Fighting the Reality

It would seem to be patently obvious that in politics there’s no worse evil than fighting reality, but that’s precisely what the government has been doing recently.  The government might like what the U.N. court reporter has concluded about torture in Mexico or not, but it can’t simply reject its investigation. Even if the analysis were mistaken, the worst strategy is that of categorical rejection: exactly the same management that it does with internal criticism, as if everyone were its enemy. Machiavelli wrote that “There are three types of intelligence: one understands things by itself; the other appreciates what others can understand, the third understands neither by itself nor through others. The first kind is excellent, the second good, and the third kind is useless”. In this matter, the government appears to conduct itself like the Machiavelli’s third definition.

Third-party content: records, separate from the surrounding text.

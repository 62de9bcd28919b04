// Dweve Benchlog - Benchmark Log Analysis
//
// Copyright (c) 2025 Dweve IP B.V. and individual contributors.
//
// SPDX-License-Identifier: Apache-2.0
//
// Licensed under the Apache License, Version 2.0 (the "License");
// you may not use this file except in compliance with the License.
// You may obtain a copy of the License in the LICENSE file at the
// root of this repository or at: http://www.apache.org/licenses/LICENSE-2.0
//
// Unless required by applicable law or agreed to in writing, software
// distributed under the License is distributed on an "AS IS" BASIS,
// WITHOUT WARRANTIES OR CONDITIONS OF ANY KIND, either express or implied.
// See the License for the specific language governing permissions and
// limitations under the License.

//! Canonical benchmark-log fixtures.
//!
//! - **builders**: fluent builders for logs, versions and sections
//! - **samples**: canned healthy and partially broken logs
//! - **errors**: malformed inputs for failure paths
//! - **runs**: [`Run`](benchlog_core::Run) values built without parsing

pub mod builders;
pub mod errors;
pub mod runs;
mod samples;

pub use samples::*;

/// Returns all canned logs as (name, text) pairs.
pub fn all() -> Vec<(&'static str, String)> {
    vec![
        ("three_versions", three_versions()),
        ("single_version", single_version()),
        ("with_gaps", with_gaps()),
        ("misconfigured", misconfigured()),
        ("noisy", noisy()),
    ]
}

In the eighties the country chose to integrate itself economically into the world but, in its first iteration, it pretended that it could be part of the international business circuits, attract foreign investment and technology but maintain its primitive ways of politics as usual internally. The contradiction was flagrant and led to interminable disputes in the most diverse forums. On one of his visits to Washington State in the U.S., for example, President de la Madrid breakfasted with the news of columnist Jack Anderson denouncing diverse cases of corruption in the de la Madrid’s government. The column could not have been worse in content or come at a worse time for inflicting severe damage on the visit before it had even begun. The government rejected the information with all of its vehemence, but did not achieve neutralizing the critics. The same happened with the murder of U.S. Drug Agent Enrique Camarena and the annual evaluation of Mexico’s cooperation in matters of narcotrafficking. Each case sunk the government deeper and deeper.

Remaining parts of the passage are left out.